-- DATA PROVIDED follows --

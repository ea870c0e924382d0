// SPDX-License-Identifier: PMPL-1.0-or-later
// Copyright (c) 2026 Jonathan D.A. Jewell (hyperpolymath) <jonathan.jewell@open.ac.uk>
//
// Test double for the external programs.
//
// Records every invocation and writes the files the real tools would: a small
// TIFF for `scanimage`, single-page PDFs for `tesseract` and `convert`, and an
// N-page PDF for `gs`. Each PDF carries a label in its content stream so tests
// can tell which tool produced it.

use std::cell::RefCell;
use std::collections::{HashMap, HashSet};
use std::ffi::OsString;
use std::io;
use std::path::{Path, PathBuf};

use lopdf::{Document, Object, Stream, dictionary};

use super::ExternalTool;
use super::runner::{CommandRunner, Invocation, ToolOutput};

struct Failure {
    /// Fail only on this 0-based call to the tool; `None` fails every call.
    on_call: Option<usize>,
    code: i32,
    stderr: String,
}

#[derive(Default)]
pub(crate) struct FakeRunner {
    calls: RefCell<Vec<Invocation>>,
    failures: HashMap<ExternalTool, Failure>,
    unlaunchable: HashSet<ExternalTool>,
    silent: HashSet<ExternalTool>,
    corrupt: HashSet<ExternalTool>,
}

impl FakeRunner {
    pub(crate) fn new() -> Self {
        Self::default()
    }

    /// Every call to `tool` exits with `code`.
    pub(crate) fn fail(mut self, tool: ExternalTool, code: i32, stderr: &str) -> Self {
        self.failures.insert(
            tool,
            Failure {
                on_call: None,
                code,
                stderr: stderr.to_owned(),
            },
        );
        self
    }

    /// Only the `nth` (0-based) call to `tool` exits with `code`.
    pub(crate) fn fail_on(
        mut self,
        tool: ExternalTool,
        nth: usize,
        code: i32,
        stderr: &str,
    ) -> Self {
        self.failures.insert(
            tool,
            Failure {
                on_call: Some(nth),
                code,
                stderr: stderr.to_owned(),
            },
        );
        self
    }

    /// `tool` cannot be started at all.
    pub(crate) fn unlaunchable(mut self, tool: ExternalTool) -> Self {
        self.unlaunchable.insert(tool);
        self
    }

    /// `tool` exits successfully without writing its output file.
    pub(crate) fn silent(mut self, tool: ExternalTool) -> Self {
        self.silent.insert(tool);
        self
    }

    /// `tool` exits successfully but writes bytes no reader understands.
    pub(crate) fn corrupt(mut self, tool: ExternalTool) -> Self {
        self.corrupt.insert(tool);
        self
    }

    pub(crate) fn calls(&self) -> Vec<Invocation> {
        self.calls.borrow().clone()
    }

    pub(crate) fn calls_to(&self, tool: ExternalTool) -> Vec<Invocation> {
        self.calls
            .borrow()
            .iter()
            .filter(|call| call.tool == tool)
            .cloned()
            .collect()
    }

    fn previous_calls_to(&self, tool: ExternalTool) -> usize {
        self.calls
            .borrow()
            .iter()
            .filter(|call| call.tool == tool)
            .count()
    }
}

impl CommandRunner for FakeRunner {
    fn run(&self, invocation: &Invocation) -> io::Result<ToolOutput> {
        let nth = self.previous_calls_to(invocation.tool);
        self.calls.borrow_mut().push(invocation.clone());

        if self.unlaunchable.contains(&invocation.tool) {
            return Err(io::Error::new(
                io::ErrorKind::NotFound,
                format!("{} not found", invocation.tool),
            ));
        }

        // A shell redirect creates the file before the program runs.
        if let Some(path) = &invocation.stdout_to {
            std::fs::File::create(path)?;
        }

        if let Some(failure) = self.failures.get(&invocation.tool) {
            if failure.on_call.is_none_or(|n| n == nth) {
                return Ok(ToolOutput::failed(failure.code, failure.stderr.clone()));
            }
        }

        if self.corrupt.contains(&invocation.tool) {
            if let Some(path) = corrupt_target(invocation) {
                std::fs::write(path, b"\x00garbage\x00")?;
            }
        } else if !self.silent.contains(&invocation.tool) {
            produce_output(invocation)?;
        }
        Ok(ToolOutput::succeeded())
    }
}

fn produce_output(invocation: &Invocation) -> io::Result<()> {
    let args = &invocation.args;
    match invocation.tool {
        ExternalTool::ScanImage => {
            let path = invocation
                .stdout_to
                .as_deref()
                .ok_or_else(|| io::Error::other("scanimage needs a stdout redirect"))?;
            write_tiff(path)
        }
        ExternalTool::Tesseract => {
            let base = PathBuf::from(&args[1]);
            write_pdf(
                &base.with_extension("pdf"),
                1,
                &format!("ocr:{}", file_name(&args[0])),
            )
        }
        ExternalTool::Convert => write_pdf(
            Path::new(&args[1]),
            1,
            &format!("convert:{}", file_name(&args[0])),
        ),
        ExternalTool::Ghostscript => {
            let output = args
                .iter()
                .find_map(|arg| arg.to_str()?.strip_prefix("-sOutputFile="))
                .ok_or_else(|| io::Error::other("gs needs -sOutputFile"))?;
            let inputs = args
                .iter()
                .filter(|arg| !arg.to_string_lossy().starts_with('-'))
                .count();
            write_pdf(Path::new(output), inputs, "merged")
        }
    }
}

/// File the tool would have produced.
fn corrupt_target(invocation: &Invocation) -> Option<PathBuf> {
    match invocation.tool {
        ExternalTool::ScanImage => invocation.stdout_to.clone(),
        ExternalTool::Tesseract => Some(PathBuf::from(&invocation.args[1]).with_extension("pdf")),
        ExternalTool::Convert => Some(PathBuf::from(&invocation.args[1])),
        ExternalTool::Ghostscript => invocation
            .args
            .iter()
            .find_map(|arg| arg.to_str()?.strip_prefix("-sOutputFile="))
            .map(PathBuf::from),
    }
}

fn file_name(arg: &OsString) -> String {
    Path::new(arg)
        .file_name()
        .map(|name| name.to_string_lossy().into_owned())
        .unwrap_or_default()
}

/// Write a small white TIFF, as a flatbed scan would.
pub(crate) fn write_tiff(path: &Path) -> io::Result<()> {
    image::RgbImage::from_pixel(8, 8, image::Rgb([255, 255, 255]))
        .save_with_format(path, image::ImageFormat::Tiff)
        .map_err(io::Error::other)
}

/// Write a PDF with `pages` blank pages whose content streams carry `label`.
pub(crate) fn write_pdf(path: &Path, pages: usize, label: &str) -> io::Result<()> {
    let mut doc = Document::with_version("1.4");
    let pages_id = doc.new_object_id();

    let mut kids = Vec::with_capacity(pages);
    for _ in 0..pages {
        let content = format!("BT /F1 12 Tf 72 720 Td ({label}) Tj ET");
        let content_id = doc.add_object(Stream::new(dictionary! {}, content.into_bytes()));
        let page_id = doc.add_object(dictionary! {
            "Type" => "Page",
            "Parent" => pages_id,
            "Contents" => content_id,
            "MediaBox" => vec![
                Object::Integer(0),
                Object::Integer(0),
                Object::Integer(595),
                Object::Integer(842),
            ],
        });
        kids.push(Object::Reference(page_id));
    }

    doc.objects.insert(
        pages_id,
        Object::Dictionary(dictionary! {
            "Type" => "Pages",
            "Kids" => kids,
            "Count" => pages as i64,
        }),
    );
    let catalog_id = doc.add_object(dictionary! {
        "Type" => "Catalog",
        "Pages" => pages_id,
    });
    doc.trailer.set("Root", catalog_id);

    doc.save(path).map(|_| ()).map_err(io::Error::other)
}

-- DATA PROVIDED concluded --

All records are to be retyped precisely.

repository ea870c0e924382d0
// SPDX-License-Identifier: PMPL-1.0-or-later
// Copyright (c) 2026 Jonathan D.A. Jewell (hyperpolymath) <jonathan.jewell@open.ac.uk>
//
// Test double for the external programs.
//
// Records every invocation and writes the files the real tools would: a small
// TIFF for `scanimage`, single-page PDFs for `tesseract` and `convert`, and an
// N-page PDF for `gs`. Each PDF carries a label in its content stream so tests
// can tell which tool produced it.

use std::cell::RefCell;
use std::collections::{HashMap, HashSet};
use std::ffi::OsString;
use std::io;
use std::path::{Path, PathBuf};

use lopdf::{Document, Object, Stream, dictionary};

use super::ExternalTool;
use super::runner::{CommandRunner, Invocation, ToolOutput};

struct Failure {
    /// Fail only on this 0-based call to the tool; `None` fails every call.
    on_call: Option<usize>,
    code: i32,
    stderr: String,
}

#[derive(Default)]
pub(crate) struct FakeRunner {
    calls: RefCell<Vec<Invocation>>,
    failures: HashMap<ExternalTool, Failure>,
    unlaunchable: HashSet<ExternalTool>,
    silent: HashSet<ExternalTool>,
    corrupt: HashSet<ExternalTool>,
}

impl FakeRunner {
    pub(crate) fn new() -> Self {
        Self::default()
    }

    /// Every call to `tool` exits with `code`.
    pub(crate) fn fail(mut self, tool: ExternalTool, code: i32, stderr: &str) -> Self {
        self.failures.insert(
            tool,
            Failure {
                on_call: None,
                code,
                stderr: stderr.to_owned(),
            },
        );
        self
    }

    /// Only the `nth` (0-based) call to `tool` exits with `code`.
    pub(crate) fn fail_on(
        mut self,
        tool: ExternalTool,
        nth: usize,
        code: i32,
        stderr: &str,
    ) -> Self {
        self.failures.insert(
            tool,
            Failure {
                on_call: Some(nth),
                code,
                stderr: stderr.to_owned(),
            },
        );
        self
    }

    /// `tool` cannot be started at all.
    pub(crate) fn unlaunchable(mut self, tool: ExternalTool) -> Self {
        self.unlaunchable.insert(tool);
        self
    }

    /// `tool` exits successfully without writing its output file.
    pub(crate) fn silent(mut self, tool: ExternalTool) -> Self {
        self.silent.insert(tool);
        self
    }

    /// `tool` exits successfully but writes bytes no reader understands.
    pub(crate) fn corrupt(mut self, tool: ExternalTool) -> Self {
        self.corrupt.insert(tool);
        self
    }

    pub(crate) fn calls(&self) -> Vec<Invocation> {
        self.calls.borrow().clone()
    }

    pub(crate) fn calls_to(&self, tool: ExternalTool) -> Vec<Invocation> {
        self.calls
            .borrow()
            .iter()
            .filter(|call| call.tool == tool)
            .cloned()
            .collect()
    }

    fn previous_calls_to(&self, tool: ExternalTool) -> usize {
        self.calls
            .borrow()
            .iter()
            .filter(|call| call.tool == tool)
            .count()
    }
}

impl CommandRunner for FakeRunner {
    fn run(&self, invocation: &Invocation) -> io::Result<ToolOutput> {
        let nth = self.previous_calls_to(invocation.tool);
        self.calls.borrow_mut().push(invocation.clone());

        if self.unlaunchable.contains(&invocation.tool) {
            return Err(io::Error::new(
                io::ErrorKind::NotFound,
                format!("{} not found", invocation.tool),
            ));
        }

        // A shell redirect creates the file before the program runs.
        if let Some(path) = &invocation.stdout_to {
            std::fs::File::create(path)?;
        }

        if let Some(failure) = self.failures.get(&invocation.tool) {
            if failure.on_call.is_none_or(|n| n == nth) {
                return Ok(ToolOutput::failed(failure.code, failure.stderr.clone()));
            }
        }

        if self.corrupt.contains(&invocation.tool) {
            if let Some(path) = corrupt_target(invocation) {
                std::fs::write(path, b"\x00garbage\x00")?;
            }
        } else if !self.silent.contains(&invocation.tool) {
            produce_output(invocation)?;
        }
        Ok(ToolOutput::succeeded())
    }
}

fn produce_output(invocation: &Invocation) -> io::Result<()> {
    let args = &invocation.args;
    match invocation.tool {
        ExternalTool::ScanImage => {
            let path = invocation
                .stdout_to
                .as_deref()
                .ok_or_else(|| io::Error::other("scanimage needs a stdout redirect"))?;
            write_tiff(path)
        }
        ExternalTool::Tesseract => {
            let base = PathBuf::from(&args[1]);
            write_pdf(
                &base.with_extension("pdf"),
                1,
                &format!("ocr:{}", file_name(&args[0])),
            )
        }
        ExternalTool::Convert => write_pdf(
            Path::new(&args[1]),
            1,
            &format!("convert:{}", file_name(&args[0])),
        ),
        ExternalTool::Ghostscript => {
            let output = args
                .iter()
                .find_map(|arg| arg.to_str()?.strip_prefix("-sOutputFile="))
                .ok_or_else(|| io::Error::other("gs needs -sOutputFile"))?;
            let inputs = args
                .iter()
                .filter(|arg| !arg.to_string_lossy().starts_with('-'))
                .count();
            write_pdf(Path::new(output), inputs, "merged")
        }
    }
}

/// File the tool would have produced.
fn corrupt_target(invocation: &Invocation) -> Option<PathBuf> {
    match invocation.tool {
        ExternalTool::ScanImage => invocation.stdout_to.clone(),
        ExternalTool::Tesseract => Some(PathBuf::from(&invocation.args[1]).with_extension("pdf")),
        ExternalTool::Convert => Some(PathBuf::from(&invocation.args[1])),
        ExternalTool::Ghostscript => invocation
            .args
            .iter()
            .find_map(|arg| arg.to_str()?.strip_prefix("-sOutputFile="))
            .map(PathBuf::from),
    }
}

fn file_name(arg: &OsString) -> String {
    Path::new(arg)
        .file_name()
        .map(|name| name.to_string_lossy().into_owned())
        .unwrap_or_default()
}

/// Write a small white TIFF, as a flatbed scan would.
pub(crate) fn write_tiff(path: &Path) -> io::Result<()> {
    image::RgbImage::from_pixel(8, 8, image::Rgb([255, 255, 255]))
        .save_with_format(path, image::ImageFormat::Tiff)
        .map_err(io::Error::other)
}

/// Write a PDF with `pages` blank pages whose content streams carry `label`.
pub(crate) fn write_pdf(path: &Path, pages: usize, label: &str) -> io::Result<()> {
    let mut doc = Document::with_version("1.4");
    let pages_id = doc.new_object_id();

    let mut kids = Vec::with_capacity(pages);
    for _ in 0..pages {
        let content = format!("BT /F1 12 Tf 72 720 Td ({label}) Tj ET");
        let content_id = doc.add_object(Stream::new(dictionary! {}, content.into_bytes()));
        let page_id = doc.add_object(dictionary! {
            "Type" => "Page",
            "Parent" => pages_id,
            "Contents" => content_id,
            "MediaBox" => vec![
                Object::Integer(0),
                Object::Integer(0),
                Object::Integer(595),
                Object::Integer(842),
            ],
        });
        kids.push(Object::Reference(page_id));
    }

    doc.objects.insert(
        pages_id,
        Object::Dictionary(dictionary! {
            "Type" => "Pages",
            "Kids" => kids,
            "Count" => pages as i64,
        }),
    );
    let catalog_id = doc.add_object(dictionary! {
        "Type" => "Catalog",
        "Pages" => pages_id,
    });
    doc.trailer.set("Root", catalog_id);

    doc.save(path).map(|_| ()).map_err(io::Error::other)
}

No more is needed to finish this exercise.